Стало быть, Исаис -- это Ананка, Судьба или, выражаясь на буддийский
лад, Карма, беспощадная огненная стихия, из века в век пожирающая Вселенную.
"Весь мир объят пламенем, -- читаем мы в древних священных текстах, -- весь
мир сгорает в огне, весь мир содрогается". Карма всемогуща: даже Липотин,
воплощение небытия, опасается "кармического возмездия". И только овладевший
тайнами пиромагии герой романа, скромный "европейский литераторишка" Мюллер
смело идет навстречу судьбе, памятуя о том, что ее пламя "облагораживает
либо испепеляет: каждому по природе его". Говорят, что лесной пожар можно
погасить, противопоставив ему встречный вал огня. Именно так и поступает
Мюллер, гасящий кармическое пламя, "черное пламя ненависти" силой
внутреннего, духовного жара. "Может ли одна только мысль породить огонь? На
собственном примере я убедился в могуществе пиромагии.
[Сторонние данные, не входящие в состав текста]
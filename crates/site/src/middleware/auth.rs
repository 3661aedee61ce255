//! Admin session extractor.
//!
//! The admin bearer token issued by the backend is the only credential this
//! site holds. It lives in the tower-sessions session under a fixed key and
//! is handed to handlers as an explicit [`AdminSession`] rather than read
//! from the session ad hoc.

use axum::{extract::FromRequestParts, http::request::Parts};
use creatorum_core::dashboard::DashboardView;
use secrecy::{ExposeSecret, SecretString};
use tower_sessions::Session;

use crate::error::AppError;

/// Session keys for admin state.
pub mod session_keys {
    /// Key for the backend-issued admin bearer token.
    pub const ADMIN_TOKEN: &str = "creat_admin_token";

    /// Key for the mounted dashboard view (entries, offset, count).
    pub const DASHBOARD_VIEW: &str = "creat_admin_dashboard";
}

/// Handle to the admin's token and dashboard state.
///
/// Extracting it never fails for a signed-out visitor; use
/// [`AdminSession::token`] to find out whether anyone is signed in.
///
/// # Example
///
/// ```rust,ignore
/// async fn handler(admin: AdminSession) -> Result<impl IntoResponse> {
///     match admin.token().await? {
///         Some(token) => { /* call the backend */ }
///         None => { /* show the login prompt */ }
///     }
/// }
/// ```
#[derive(Clone)]
pub struct AdminSession {
    session: Session,
}

impl AdminSession {
    /// Wrap an existing session.
    #[must_use]
    pub const fn new(session: Session) -> Self {
        Self { session }
    }

    /// The stored bearer token, if an admin is signed in.
    ///
    /// # Errors
    ///
    /// Returns an error if the session store cannot be read.
    pub async fn token(&self) -> Result<Option<SecretString>, AppError> {
        let token: Option<String> = self.session.get(session_keys::ADMIN_TOKEN).await?;
        Ok(token.map(SecretString::from))
    }

    /// Persist a freshly issued token, replacing any previous admin state.
    ///
    /// The session id is rotated so a pre-login cookie cannot be reused.
    ///
    /// # Errors
    ///
    /// Returns an error if the session cannot be modified.
    pub async fn store_token(&self, token: &SecretString) -> Result<(), AppError> {
        self.session.cycle_id().await?;
        self.clear_view().await?;
        self.session
            .insert(session_keys::ADMIN_TOKEN, token.expose_secret())
            .await?;
        Ok(())
    }

    /// Forget the token and the dashboard view (sign-out or rejected token).
    ///
    /// # Errors
    ///
    /// Returns an error if the session cannot be modified.
    pub async fn clear(&self) -> Result<(), AppError> {
        self.session
            .remove::<String>(session_keys::ADMIN_TOKEN)
            .await?;
        self.clear_view().await
    }

    /// The mounted dashboard view, if the dashboard has loaded before.
    ///
    /// # Errors
    ///
    /// Returns an error if the session store cannot be read.
    pub async fn view(&self) -> Result<Option<DashboardView>, AppError> {
        Ok(self.session.get(session_keys::DASHBOARD_VIEW).await?)
    }

    /// Save the dashboard view for the next request.
    ///
    /// # Errors
    ///
    /// Returns an error if the session cannot be modified.
    pub async fn store_view(&self, view: &DashboardView) -> Result<(), AppError> {
        self.session
            .insert(session_keys::DASHBOARD_VIEW, view)
            .await?;
        Ok(())
    }

    /// Drop the dashboard view so the next visit reloads from the backend.
    ///
    /// # Errors
    ///
    /// Returns an error if the session cannot be modified.
    pub async fn clear_view(&self) -> Result<(), AppError> {
        self.session
            .remove::<DashboardView>(session_keys::DASHBOARD_VIEW)
            .await?;
        Ok(())
    }
}

impl<S> FromRequestParts<S> for AdminSession
where
    S: Send + Sync,
{
    type Rejection = AppError;

    async fn from_request_parts(parts: &mut Parts, _state: &S) -> Result<Self, Self::Rejection> {
        // Get the session from extensions (set by SessionManagerLayer)
        let session = parts
            .extensions
            .get::<Session>()
            .cloned()
            .ok_or_else(|| AppError::Internal("session layer not installed".to_string()))?;

        Ok(Self::new(session))
    }
}
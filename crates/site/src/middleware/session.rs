//! Session middleware configuration.
//!
//! Sets up in-memory sessions using tower-sessions. The session only ever
//! holds the admin bearer token and the mounted dashboard view, both of
//! which are cheap to lose on restart (the admin logs in again).

use tower_sessions::{Expiry, MemoryStore, SessionManagerLayer};

use crate::config::SiteConfig;

/// Session cookie name.
pub const SESSION_COOKIE_NAME: &str = "creat_session";

/// Session expiry time in seconds (24 hours of inactivity).
const SESSION_EXPIRY_SECONDS: i64 = 24 * 60 * 60;

/// Create the session layer with an in-memory store.
#[must_use]
pub fn create_session_layer(config: &SiteConfig) -> SessionManagerLayer<MemoryStore> {
    SessionManagerLayer::new(MemoryStore::default())
        .with_name(SESSION_COOKIE_NAME)
        .with_expiry(Expiry::OnInactivity(
            tower_sessions::cookie::time::Duration::seconds(SESSION_EXPIRY_SECONDS),
        ))
        .with_secure(config.is_secure())
        .with_same_site(tower_sessions::cookie::SameSite::Lax)
        .with_http_only(true)
        .with_path("/")
}
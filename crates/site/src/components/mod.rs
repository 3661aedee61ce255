//! View components shared by the admin templates.

pub mod charts;

pub use charts::{BarRow, SPARKLINE_HEIGHT, SPARKLINE_WIDTH, Sparkline, bar_width, sparkline_path};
Огненная стихия --
скрытая, невидимая, вездесущая -- до поры до времени спит, но одно лишь
тайное слово, и... в мгновение ока проснется пламя и огненный потоп
захлестнет Вселенную".
Что же это за "тайное слово", пробуждающее к жизни очистительную
огненную стихию? Признаемся сразу же, что оно не только не принадлежит к
лексикону буддийской метафизики, но и вообще не вписывается в круг
буддийских идей автора. Тем не менее он вводит это слово и обозначаемое им
понятие в самую сердцевину таких своих произведений, как "Голем", "Белый
доминиканец" и, разумеется, "Ангел Западного окна". Слово это -- "жертва",
"жертвенная любовь", олицетворяемая в последнем романе Майринка двойным
образом Яны-Иоганны, воплощением "вечной женственности" и "нечеловеческой,
всепрощающей кротости". "На мне, мне одной, вся вина! -- восклицает фрау
Фромм, увидев на лице Мюллера стигматы потустороннего мира. -- Я, только я,
должна молить о милости и отпущении... Только жертвой искуплю я мой грех".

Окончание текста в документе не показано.